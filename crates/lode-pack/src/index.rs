//! Pack index parsing and lookup.
//!
//! An index file gives random access into its sibling pack:
//! - Fan-out table: 256 entries counting objects with first byte <= index
//! - Sorted object id array
//! - CRC32 array over each entry's packed bytes (version 2 only)
//! - Offset array, with an 8-byte extension table for offsets past 2 GiB
//! - Pack and index trailer checksums
//!
//! Version 2 starts with the `\xff tOc` magic; files without it are the
//! legacy version 1 layout (fan-out followed by offset/id pairs).

use std::path::Path;

use sha1::{Digest, Sha1};
use lode_types::{ObjectId, OBJECT_ID_LEN};

use crate::error::{PackError, PackResult};

const V2_MAGIC: [u8; 4] = [0xff, 0x74, 0x4f, 0x63];
const TRAILER_LEN: usize = OBJECT_ID_LEN * 2;

/// Where an object lives in the pack, plus its packed-bytes checksum when
/// the index records one.
#[derive(Clone, Copy, Debug)]
pub struct PackIndexEntry {
    pub offset: u64,
    pub crc32: Option<u32>,
}

/// Parsed pack index with fan-out accelerated lookups.
#[derive(Clone, Debug)]
pub struct PackIndex {
    fanout: [u32; 256],
    ids: Vec<ObjectId>,
    offsets: Vec<u64>,
    crc32s: Option<Vec<u32>>,
    pack_checksum: [u8; OBJECT_ID_LEN],
}

impl PackIndex {
    /// Read and parse an index file.
    pub fn open(path: &Path) -> PackResult<Self> {
        let data = std::fs::read(path)?;
        Self::from_bytes(&data)
    }

    /// Parse an index from raw bytes, verifying the trailer checksum.
    pub fn from_bytes(data: &[u8]) -> PackResult<Self> {
        if data.len() < TRAILER_LEN + 4 {
            return Err(PackError::IndexCorrupted("too short".into()));
        }

        let mut hasher = Sha1::new();
        hasher.update(&data[..data.len() - OBJECT_ID_LEN]);
        let digest: [u8; OBJECT_ID_LEN] = hasher.finalize().into();
        if digest != data[data.len() - OBJECT_ID_LEN..] {
            return Err(PackError::ChecksumMismatch);
        }

        if data[..4] == V2_MAGIC {
            Self::parse_v2(data)
        } else {
            Self::parse_v1(data)
        }
    }

    fn parse_v2(data: &[u8]) -> PackResult<Self> {
        let version = read_u32(data, 4)?;
        if version != 2 {
            return Err(PackError::UnsupportedVersion(version));
        }

        let fanout = read_fanout(data, 8)?;
        let count = fanout[255] as usize;
        let mut pos = 8 + 256 * 4;

        let mut ids = Vec::with_capacity(count);
        for _ in 0..count {
            let end = pos + OBJECT_ID_LEN;
            let slice = data
                .get(pos..end)
                .ok_or_else(|| PackError::IndexCorrupted("truncated id table".into()))?;
            ids.push(ObjectId::try_from_slice(slice).expect("slice is 20 bytes"));
            pos = end;
        }

        let mut crc32s = Vec::with_capacity(count);
        for _ in 0..count {
            crc32s.push(read_u32(data, pos)?);
            pos += 4;
        }

        let mut raw_offsets = Vec::with_capacity(count);
        for _ in 0..count {
            raw_offsets.push(read_u32(data, pos)?);
            pos += 4;
        }

        let large_table = data
            .get(pos..data.len() - TRAILER_LEN)
            .ok_or_else(|| PackError::IndexCorrupted("truncated offset table".into()))?;

        let mut offsets = Vec::with_capacity(count);
        for raw in raw_offsets {
            if raw & 0x8000_0000 != 0 {
                let idx = (raw & 0x7fff_ffff) as usize * 8;
                let slice = large_table.get(idx..idx + 8).ok_or_else(|| {
                    PackError::IndexCorrupted("large offset out of range".into())
                })?;
                offsets.push(u64::from_be_bytes(slice.try_into().expect("8 bytes")));
            } else {
                offsets.push(u64::from(raw));
            }
        }

        let pack_checksum = read_checksum(data, data.len() - TRAILER_LEN);

        Ok(Self {
            fanout,
            ids,
            offsets,
            crc32s: Some(crc32s),
            pack_checksum,
        })
    }

    fn parse_v1(data: &[u8]) -> PackResult<Self> {
        let fanout = read_fanout(data, 0)?;
        let count = fanout[255] as usize;
        let mut pos = 256 * 4;

        let mut ids = Vec::with_capacity(count);
        let mut offsets = Vec::with_capacity(count);
        for _ in 0..count {
            offsets.push(u64::from(read_u32(data, pos)?));
            pos += 4;
            let end = pos + OBJECT_ID_LEN;
            let slice = data
                .get(pos..end)
                .ok_or_else(|| PackError::IndexCorrupted("truncated entry table".into()))?;
            ids.push(ObjectId::try_from_slice(slice).expect("slice is 20 bytes"));
            pos = end;
        }

        if pos + TRAILER_LEN != data.len() {
            return Err(PackError::IndexCorrupted("trailing garbage".into()));
        }
        let pack_checksum = read_checksum(data, pos);

        Ok(Self {
            fanout,
            ids,
            offsets,
            crc32s: None,
            pack_checksum,
        })
    }

    /// Look up an object's pack location by id.
    pub fn lookup(&self, id: &ObjectId) -> Option<PackIndexEntry> {
        let first_byte = id.as_bytes()[0] as usize;
        let start = if first_byte == 0 {
            0
        } else {
            self.fanout[first_byte - 1] as usize
        };
        let end = self.fanout[first_byte] as usize;

        let range = self.ids.get(start..end)?;
        match range.binary_search_by(|probe| probe.as_bytes().cmp(id.as_bytes())) {
            Ok(pos) => {
                let idx = start + pos;
                Some(PackIndexEntry {
                    offset: self.offsets[idx],
                    crc32: self.crc32s.as_ref().map(|t| t[idx]),
                })
            }
            Err(_) => None,
        }
    }

    /// Check if an object exists.
    pub fn contains(&self, id: &ObjectId) -> bool {
        self.lookup(id).is_some()
    }

    /// Total object count.
    pub fn object_count(&self) -> usize {
        self.ids.len()
    }

    /// All object ids, sorted.
    pub fn object_ids(&self) -> &[ObjectId] {
        &self.ids
    }

    /// All entry offsets, in id order.
    pub fn offsets(&self) -> &[u64] {
        &self.offsets
    }

    /// The checksum the sibling pack's trailer must carry.
    pub fn pack_checksum(&self) -> &[u8; OBJECT_ID_LEN] {
        &self.pack_checksum
    }
}

fn read_u32(data: &[u8], pos: usize) -> PackResult<u32> {
    let slice = data
        .get(pos..pos + 4)
        .ok_or_else(|| PackError::IndexCorrupted("unexpected end of index".into()))?;
    Ok(u32::from_be_bytes(slice.try_into().expect("4 bytes")))
}

fn read_fanout(data: &[u8], start: usize) -> PackResult<[u32; 256]> {
    let mut fanout = [0u32; 256];
    for (i, slot) in fanout.iter_mut().enumerate() {
        *slot = read_u32(data, start + i * 4)?;
    }
    if fanout.windows(2).any(|w| w[0] > w[1]) {
        return Err(PackError::IndexCorrupted("fan-out not monotonic".into()));
    }
    Ok(fanout)
}

fn read_checksum(data: &[u8], pos: usize) -> [u8; OBJECT_ID_LEN] {
    let mut out = [0u8; OBJECT_ID_LEN];
    out.copy_from_slice(&data[pos..pos + OBJECT_ID_LEN]);
    out
}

--

(HOW TO COMPLETE THIS TASK):
Word for word, transcribe each record.

(REPLY TO THE EXERCISE):
filename crates/lode-pack/src/index.rs
//! Pack index parsing and lookup.
//!
//! An index file gives random access into its sibling pack:
//! - Fan-out table: 256 entries counting objects with first byte <= index
//! - Sorted object id array
//! - CRC32 array over each entry's packed bytes (version 2 only)
//! - Offset array, with an 8-byte extension table for offsets past 2 GiB
//! - Pack and index trailer checksums
//!
//! Version 2 starts with the `\xff tOc` magic; files without it are the
//! legacy version 1 layout (fan-out followed by offset/id pairs).

use std::path::Path;

use sha1::{Digest, Sha1};
use lode_types::{ObjectId, OBJECT_ID_LEN};

use crate::error::{PackError, PackResult};

const V2_MAGIC: [u8; 4] = [0xff, 0x74, 0x4f, 0x63];
const TRAILER_LEN: usize = OBJECT_ID_LEN * 2;

/// Where an object lives in the pack, plus its packed-bytes checksum when
/// the index records one.
#[derive(Clone, Copy, Debug)]
pub struct PackIndexEntry {
    pub offset: u64,
    pub crc32: Option<u32>,
}

/// Parsed pack index with fan-out accelerated lookups.
#[derive(Clone, Debug)]
pub struct PackIndex {
    fanout: [u32; 256],
    ids: Vec<ObjectId>,
    offsets: Vec<u64>,
    crc32s: Option<Vec<u32>>,
    pack_checksum: [u8; OBJECT_ID_LEN],
}

impl PackIndex {
    /// Read and parse an index file.
    pub fn open(path: &Path) -> PackResult<Self> {
        let data = std::fs::read(path)?;
        Self::from_bytes(&data)
    }

    /// Parse an index from raw bytes, verifying the trailer checksum.
    pub fn from_bytes(data: &[u8]) -> PackResult<Self> {
        if data.len() < TRAILER_LEN + 4 {
            return Err(PackError::IndexCorrupted("too short".into()));
        }

        let mut hasher = Sha1::new();
        hasher.update(&data[..data.len() - OBJECT_ID_LEN]);
        let digest: [u8; OBJECT_ID_LEN] = hasher.finalize().into();
        if digest != data[data.len() - OBJECT_ID_LEN..] {
            return Err(PackError::ChecksumMismatch);
        }

        if data[..4] == V2_MAGIC {
            Self::parse_v2(data)
        } else {
            Self::parse_v1(data)
        }
    }

    fn parse_v2(data: &[u8]) -> PackResult<Self> {
        let version = read_u32(data, 4)?;
        if version != 2 {
            return Err(PackError::UnsupportedVersion(version));
        }

        let fanout = read_fanout(data, 8)?;
        let count = fanout[255] as usize;
        let mut pos = 8 + 256 * 4;

        let mut ids = Vec::with_capacity(count);
        for _ in 0..count {
            let end = pos + OBJECT_ID_LEN;
            let slice = data
                .get(pos..end)
                .ok_or_else(|| PackError::IndexCorrupted("truncated id table".into()))?;
            ids.push(ObjectId::try_from_slice(slice).expect("slice is 20 bytes"));
            pos = end;
        }

        let mut crc32s = Vec::with_capacity(count);
        for _ in 0..count {
            crc32s.push(read_u32(data, pos)?);
            pos += 4;
        }

        let mut raw_offsets = Vec::with_capacity(count);
        for _ in 0..count {
            raw_offsets.push(read_u32(data, pos)?);
            pos += 4;
        }

        let large_table = data
            .get(pos..data.len() - TRAILER_LEN)
            .ok_or_else(|| PackError::IndexCorrupted("truncated offset table".into()))?;

        let mut offsets = Vec::with_capacity(count);
        for raw in raw_offsets {
            if raw & 0x8000_0000 != 0 {
                let idx = (raw & 0x7fff_ffff) as usize * 8;
                let slice = large_table.get(idx..idx + 8).ok_or_else(|| {
                    PackError::IndexCorrupted("large offset out of range".into())
                })?;
                offsets.push(u64::from_be_bytes(slice.try_into().expect("8 bytes")));
            } else {
                offsets.push(u64::from(raw));
            }
        }

        let pack_checksum = read_checksum(data, data.len() - TRAILER_LEN);

        Ok(Self {
            fanout,
            ids,
            offsets,
            crc32s: Some(crc32s),
            pack_checksum,
        })
    }

    fn parse_v1(data: &[u8]) -> PackResult<Self> {
        let fanout = read_fanout(data, 0)?;
        let count = fanout[255] as usize;
        let mut pos = 256 * 4;

        let mut ids = Vec::with_capacity(count);
        let mut offsets = Vec::with_capacity(count);
        for _ in 0..count {
            offsets.push(u64::from(read_u32(data, pos)?));
            pos += 4;
            let end = pos + OBJECT_ID_LEN;
            let slice = data
                .get(pos..end)
                .ok_or_else(|| PackError::IndexCorrupted("truncated entry table".into()))?;
            ids.push(ObjectId::try_from_slice(slice).expect("slice is 20 bytes"));
            pos = end;
        }

        if pos + TRAILER_LEN != data.len() {
            return Err(PackError::IndexCorrupted("trailing garbage".into()));
        }
        let pack_checksum = read_checksum(data, pos);

        Ok(Self {
            fanout,
            ids,
            offsets,
            crc32s: None,
            pack_checksum,
        })
    }

    /// Look up an object's pack location by id.
    pub fn lookup(&self, id: &ObjectId) -> Option<PackIndexEntry> {
        let first_byte = id.as_bytes()[0] as usize;
        let start = if first_byte == 0 {
            0
        } else {
            self.fanout[first_byte - 1] as usize
        };
        let end = self.fanout[first_byte] as usize;

        let range = self.ids.get(start..end)?;
        match range.binary_search_by(|probe| probe.as_bytes().cmp(id.as_bytes())) {
            Ok(pos) => {
                let idx = start + pos;
                Some(PackIndexEntry {
                    offset: self.offsets[idx],
                    crc32: self.crc32s.as_ref().map(|t| t[idx]),
                })
            }
            Err(_) => None,
        }
    }

    /// Check if an object exists.
    pub fn contains(&self, id: &ObjectId) -> bool {
        self.lookup(id).is_some()
    }

    /// Total object count.
    pub fn object_count(&self) -> usize {
        self.ids.len()
    }

    /// All object ids, sorted.
    pub fn object_ids(&self) -> &[ObjectId] {
        &self.ids
    }

    /// All entry offsets, in id order.
    pub fn offsets(&self) -> &[u64] {
        &self.offsets
    }

    /// The checksum the sibling pack's trailer must carry.
    pub fn pack_checksum(&self) -> &[u8; OBJECT_ID_LEN] {
        &self.pack_checksum
    }
}

fn read_u32(data: &[u8], pos: usize) -> PackResult<u32> {
    let slice = data
        .get(pos..pos + 4)
        .ok_or_else(|| PackError::IndexCorrupted("unexpected end of index".into()))?;
    Ok(u32::from_be_bytes(slice.try_into().expect("4 bytes")))
}

fn read_fanout(data: &[u8], start: usize) -> PackResult<[u32; 256]> {
    let mut fanout = [0u32; 256];
    for (i, slot) in fanout.iter_mut().enumerate() {
        *slot = read_u32(data, start + i * 4)?;
    }
    if fanout.windows(2).any(|w| w[0] > w[1]) {
        return Err(PackError::IndexCorrupted("fan-out not monotonic".into()));
    }
    Ok(fanout)
}

fn read_checksum(data: &[u8], pos: usize) -> [u8; OBJECT_ID_LEN] {
    let mut out = [0u8; OBJECT_ID_LEN];
    out.copy_from_slice(&data[pos..pos + OBJECT_ID_LEN]);
    out
}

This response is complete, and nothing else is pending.